//! Command-line parsing and validation helpers.

mod defaults;
mod validation;

use clap::{ArgAction, Parser};
use std::path::PathBuf;

use crate::hints::DEFAULT_HINT_CHARS;
use crate::render::Theme;

pub use defaults::{
    DEFAULT_HOST_LATENCY_MS, DEFAULT_OPEN_TIMEOUT_MS, DEFAULT_REFRESH_FALLBACK_MS,
    DEFAULT_TOGGLE_KEY, MAX_HOST_LATENCY_MS, MAX_OPEN_TIMEOUT_MS, MAX_REFRESH_FALLBACK_MS,
    MIN_OPEN_TIMEOUT_MS, MIN_REFRESH_FALLBACK_MS,
};

/// CLI options for the tabhint demo host. Validated before anything touches the terminal.
#[derive(Debug, Parser, Clone)]
#[command(about = "tabhint: keyboard hint overlay for switching tabs", author, version)]
pub struct AppConfig {
    /// Seed the built-in tab host from a JSON array of tabs, or `{"zoomFactor", "tabs"}`
    #[arg(long = "tabs-file", value_name = "PATH", conflicts_with = "host_cmd")]
    pub tabs_file: Option<PathBuf>,

    /// External host command speaking JSON lines on stdin/stdout
    #[arg(long = "host-cmd", value_name = "CMD")]
    pub host_cmd: Option<String>,

    /// Extra arguments to pass to the host command (repeatable)
    #[arg(
        long = "host-arg",
        action = ArgAction::Append,
        value_name = "ARG",
        allow_hyphen_values = true
    )]
    pub host_args: Vec<String>,

    /// Simulated reply latency of the built-in host (milliseconds)
    #[arg(long = "host-latency-ms", default_value_t = DEFAULT_HOST_LATENCY_MS)]
    pub host_latency_ms: u64,

    /// Chord that opens and closes the overlay (e.g. ctrl+space, alt+t, f2)
    #[arg(long = "toggle-key", default_value = DEFAULT_TOGGLE_KEY)]
    pub toggle_key: String,

    /// Hint symbols in slot order
    #[arg(long = "hint-chars", default_value = DEFAULT_HINT_CHARS)]
    pub hint_chars: String,

    /// How long to wait for a close/pin acknowledgement before refreshing (milliseconds)
    #[arg(long = "refresh-fallback-ms", default_value_t = DEFAULT_REFRESH_FALLBACK_MS)]
    pub refresh_fallback_ms: u64,

    /// Give up on opening when the host has not sent tabs by then (milliseconds)
    #[arg(long = "open-timeout-ms", default_value_t = DEFAULT_OPEN_TIMEOUT_MS)]
    pub open_timeout_ms: u64,

    /// Overlay color theme
    #[arg(long = "theme", value_enum, default_value_t = Theme::Coral)]
    pub theme: Theme,

    /// Disable colors (also honored via NO_COLOR)
    #[arg(long = "no-color", default_value_t = false)]
    pub no_color: bool,

    /// Print the host's tabs and exit
    #[arg(long = "list-tabs", default_value_t = false)]
    pub list_tabs: bool,

    /// Enable file logging (debug)
    #[arg(long = "logs", env = "TABHINT_LOGS", default_value_t = false)]
    pub logs: bool,

    /// Disable all file logging (overrides --logs and log env vars)
    #[arg(long = "no-logs", env = "TABHINT_NO_LOGS", default_value_t = false)]
    pub no_logs: bool,

    /// Allow logging tab titles (debug log only)
    #[arg(
        long = "log-content",
        env = "TABHINT_LOG_CONTENT",
        default_value_t = false
    )]
    pub log_content: bool,
}

/// How the binary reaches the tab host.
#[derive(Debug, Clone, PartialEq, Eq)]
pub enum HostSource {
    /// Built-in sample tabs.
    Sample,
    /// Built-in host seeded from a file.
    TabsFile(PathBuf),
    /// External process: program plus arguments.
    Command { program: String, args: Vec<String> },
}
-----
Nothing but the lines from the one containing "program plus arguments." through the end of the material should appear; please return them exactly.

    /// External process: program plus arguments.
    Command { program: String, args: Vec<String> },
}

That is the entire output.